▶ **EXERCISE DIRECTIONS**
Retype all of the data. Every line must match exactly.

▶ **Collected data entries**
//! Orchestrator contract: one run per thread, resume validation, long-poll.

use std::sync::Arc;
use std::time::Duration;

use craftgraph::{MockGateway, OrchestratorError, PollOutcome, ReportStatus};

use crate::common::{orchestrator, BOTTLES_AND_TWINE};

fn slow_gateway() -> Arc<MockGateway> {
    Arc::new(MockGateway::new().with_latency(Duration::from_millis(50)))
}

/// **Scenario**: While a spawned run is in flight, start and resume on the same thread are ThreadBusy.
#[tokio::test(start_paused = true)]
async fn second_run_on_busy_thread_is_rejected() {
    let orch = orchestrator(&slow_gateway());

    let started = orch.spawn_start("busy", "a bottle").await.unwrap();
    assert_eq!(started.status, ReportStatus::Started);
    assert!(orch.status("busy").await.unwrap().running);

    assert!(matches!(
        orch.start("busy", "a jar").await,
        Err(OrchestratorError::ThreadBusy(id)) if id == "busy"
    ));
    assert!(matches!(
        orch.resume("busy", "glass").await,
        Err(OrchestratorError::ThreadBusy(_))
    ));
}

/// **Scenario**: Threads are independent; a busy thread does not block another.
#[tokio::test(start_paused = true)]
async fn other_threads_are_not_blocked() {
    let orch = orchestrator(&slow_gateway());
    orch.spawn_start("one", "a bottle").await.unwrap();
    let report = orch.start("two", "a jar").await.unwrap();
    assert_eq!(report.status, ReportStatus::WaitingForInput);
}

/// **Scenario**: A short long-poll times out without cancelling the run; a longer one
/// returns the settled report.
#[tokio::test(start_paused = true)]
async fn long_poll_times_out_then_returns_update() {
    let orch = orchestrator(&slow_gateway());
    orch.spawn_start("poll", "a bottle").await.unwrap();

    let first = orch
        .wait_for_update("poll", Duration::from_millis(10))
        .await
        .unwrap();
    assert_eq!(first, PollOutcome::Timeout);

    match orch.wait_for_update("poll", Duration::from_secs(30)).await.unwrap() {
        PollOutcome::Update(report) => {
            assert_eq!(report.status, ReportStatus::WaitingForInput);
            assert_eq!(report.questions.len(), 1);
        }
        PollOutcome::Timeout => panic!("run should have settled"),
    }
    assert!(!orch.status("poll").await.unwrap().running);
}

/// **Scenario**: A spawned resume settles through the same channel as a spawned start.
#[tokio::test(start_paused = true)]
async fn spawned_resume_publishes_report() {
    let orch = orchestrator(&slow_gateway());
    orch.start("resume", "a bottle").await.unwrap();

    let accepted = orch.spawn_resume("resume", "it's glass").await.unwrap();
    assert_eq!(accepted.status, ReportStatus::Started);

    let mut rx = orch.subscribe("resume");
    let report = rx
        .wait_for(|r| r.as_ref().is_some_and(|r| r.is_settled()))
        .await
        .unwrap()
        .clone()
        .unwrap();
    assert_eq!(report.status, ReportStatus::WaitingForInput);
    let state = orch.state("resume").await.unwrap();
    assert_eq!(state.ingredients[0].material.as_deref(), Some("glass"));
}

/// **Scenario**: Unknown threads are reported as such by status, resume and long-poll.
#[tokio::test]
async fn unknown_thread_everywhere() {
    let orch = orchestrator(&Arc::new(MockGateway::new()));
    assert!(matches!(
        orch.status("ghost").await,
        Err(OrchestratorError::UnknownThread(_))
    ));
    assert!(matches!(
        orch.spawn_resume("ghost", "x").await,
        Err(OrchestratorError::UnknownThread(_))
    ));
    assert!(matches!(
        orch.wait_for_update("ghost", Duration::from_millis(1)).await,
        Err(OrchestratorError::UnknownThread(_))
    ));
}

/// **Scenario**: Resuming a completed thread is rejected and leaves its state untouched.
#[tokio::test]
async fn resume_without_pending_question_is_rejected() {
    let mock = Arc::new(
        MockGateway::new().push_response(craftgraph::TaskType::Extraction, BOTTLES_AND_TWINE),
    );
    let orch = orchestrator(&mock);
    orch.start("done", "bottles and twine").await.unwrap();
    let before = orch.state("done").await.unwrap();

    assert!(matches!(
        orch.resume("done", "glass").await,
        Err(OrchestratorError::NotWaitingForInput(_))
    ));
    assert_eq!(orch.state("done").await.unwrap(), before);
}

/// **Scenario**: Starting an existing thread id replaces it with a fresh workflow.
#[tokio::test]
async fn start_replaces_existing_thread() {
    let orch = orchestrator(&Arc::new(MockGateway::new()));
    orch.start("again", "a bottle").await.unwrap();
    orch.resume("again", "I don't know").await.unwrap();
    assert_eq!(orch.state("again").await.unwrap().clarification_rounds, 2);

    orch.start("again", "a jar").await.unwrap();
    let state = orch.state("again").await.unwrap();
    assert_eq!(state.user_input, "a jar");
    assert_eq!(state.clarification_rounds, 1);
}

▶ **PROBLEM SOLUTION**
//! Orchestrator contract: one run per thread, resume validation, long-poll.

use std::sync::Arc;
use std::time::Duration;

use craftgraph::{MockGateway, OrchestratorError, PollOutcome, ReportStatus};

use crate::common::{orchestrator, BOTTLES_AND_TWINE};

fn slow_gateway() -> Arc<MockGateway> {
    Arc::new(MockGateway::new().with_latency(Duration::from_millis(50)))
}

/// **Scenario**: While a spawned run is in flight, start and resume on the same thread are ThreadBusy.
#[tokio::test(start_paused = true)]
async fn second_run_on_busy_thread_is_rejected() {
    let orch = orchestrator(&slow_gateway());

    let started = orch.spawn_start("busy", "a bottle").await.unwrap();
    assert_eq!(started.status, ReportStatus::Started);
    assert!(orch.status("busy").await.unwrap().running);

    assert!(matches!(
        orch.start("busy", "a jar").await,
        Err(OrchestratorError::ThreadBusy(id)) if id == "busy"
    ));
    assert!(matches!(
        orch.resume("busy", "glass").await,
        Err(OrchestratorError::ThreadBusy(_))
    ));
}

/// **Scenario**: Threads are independent; a busy thread does not block another.
#[tokio::test(start_paused = true)]
async fn other_threads_are_not_blocked() {
    let orch = orchestrator(&slow_gateway());
    orch.spawn_start("one", "a bottle").await.unwrap();
    let report = orch.start("two", "a jar").await.unwrap();
    assert_eq!(report.status, ReportStatus::WaitingForInput);
}

/// **Scenario**: A short long-poll times out without cancelling the run; a longer one
/// returns the settled report.
#[tokio::test(start_paused = true)]
async fn long_poll_times_out_then_returns_update() {
    let orch = orchestrator(&slow_gateway());
    orch.spawn_start("poll", "a bottle").await.unwrap();

    let first = orch
        .wait_for_update("poll", Duration::from_millis(10))
        .await
        .unwrap();
    assert_eq!(first, PollOutcome::Timeout);

    match orch.wait_for_update("poll", Duration::from_secs(30)).await.unwrap() {
        PollOutcome::Update(report) => {
            assert_eq!(report.status, ReportStatus::WaitingForInput);
            assert_eq!(report.questions.len(), 1);
        }
        PollOutcome::Timeout => panic!("run should have settled"),
    }
    assert!(!orch.status("poll").await.unwrap().running);
}

/// **Scenario**: A spawned resume settles through the same channel as a spawned start.
#[tokio::test(start_paused = true)]
async fn spawned_resume_publishes_report() {
    let orch = orchestrator(&slow_gateway());
    orch.start("resume", "a bottle").await.unwrap();

    let accepted = orch.spawn_resume("resume", "it's glass").await.unwrap();
    assert_eq!(accepted.status, ReportStatus::Started);

    let mut rx = orch.subscribe("resume");
    let report = rx
        .wait_for(|r| r.as_ref().is_some_and(|r| r.is_settled()))
        .await
        .unwrap()
        .clone()
        .unwrap();
    assert_eq!(report.status, ReportStatus::WaitingForInput);
    let state = orch.state("resume").await.unwrap();
    assert_eq!(state.ingredients[0].material.as_deref(), Some("glass"));
}

/// **Scenario**: Unknown threads are reported as such by status, resume and long-poll.
#[tokio::test]
async fn unknown_thread_everywhere() {
    let orch = orchestrator(&Arc::new(MockGateway::new()));
    assert!(matches!(
        orch.status("ghost").await,
        Err(OrchestratorError::UnknownThread(_))
    ));
    assert!(matches!(
        orch.spawn_resume("ghost", "x").await,
        Err(OrchestratorError::UnknownThread(_))
    ));
    assert!(matches!(
        orch.wait_for_update("ghost", Duration::from_millis(1)).await,
        Err(OrchestratorError::UnknownThread(_))
    ));
}

/// **Scenario**: Resuming a completed thread is rejected and leaves its state untouched.
#[tokio::test]
async fn resume_without_pending_question_is_rejected() {
    let mock = Arc::new(
        MockGateway::new().push_response(craftgraph::TaskType::Extraction, BOTTLES_AND_TWINE),
    );
    let orch = orchestrator(&mock);
    orch.start("done", "bottles and twine").await.unwrap();
    let before = orch.state("done").await.unwrap();

    assert!(matches!(
        orch.resume("done", "glass").await,
        Err(OrchestratorError::NotWaitingForInput(_))
    ));
    assert_eq!(orch.state("done").await.unwrap(), before);
}

/// **Scenario**: Starting an existing thread id replaces it with a fresh workflow.
#[tokio::test]
async fn start_replaces_existing_thread() {
    let orch = orchestrator(&Arc::new(MockGateway::new()));
    orch.start("again", "a bottle").await.unwrap();
    orch.resume("again", "I don't know").await.unwrap();
    assert_eq!(orch.state("again").await.unwrap().clarification_rounds, 2);

    orch.start("again", "a jar").await.unwrap();
    let state = orch.state("again").await.unwrap();
    assert_eq!(state.user_input, "a jar");
    assert_eq!(state.clarification_rounds, 1);
}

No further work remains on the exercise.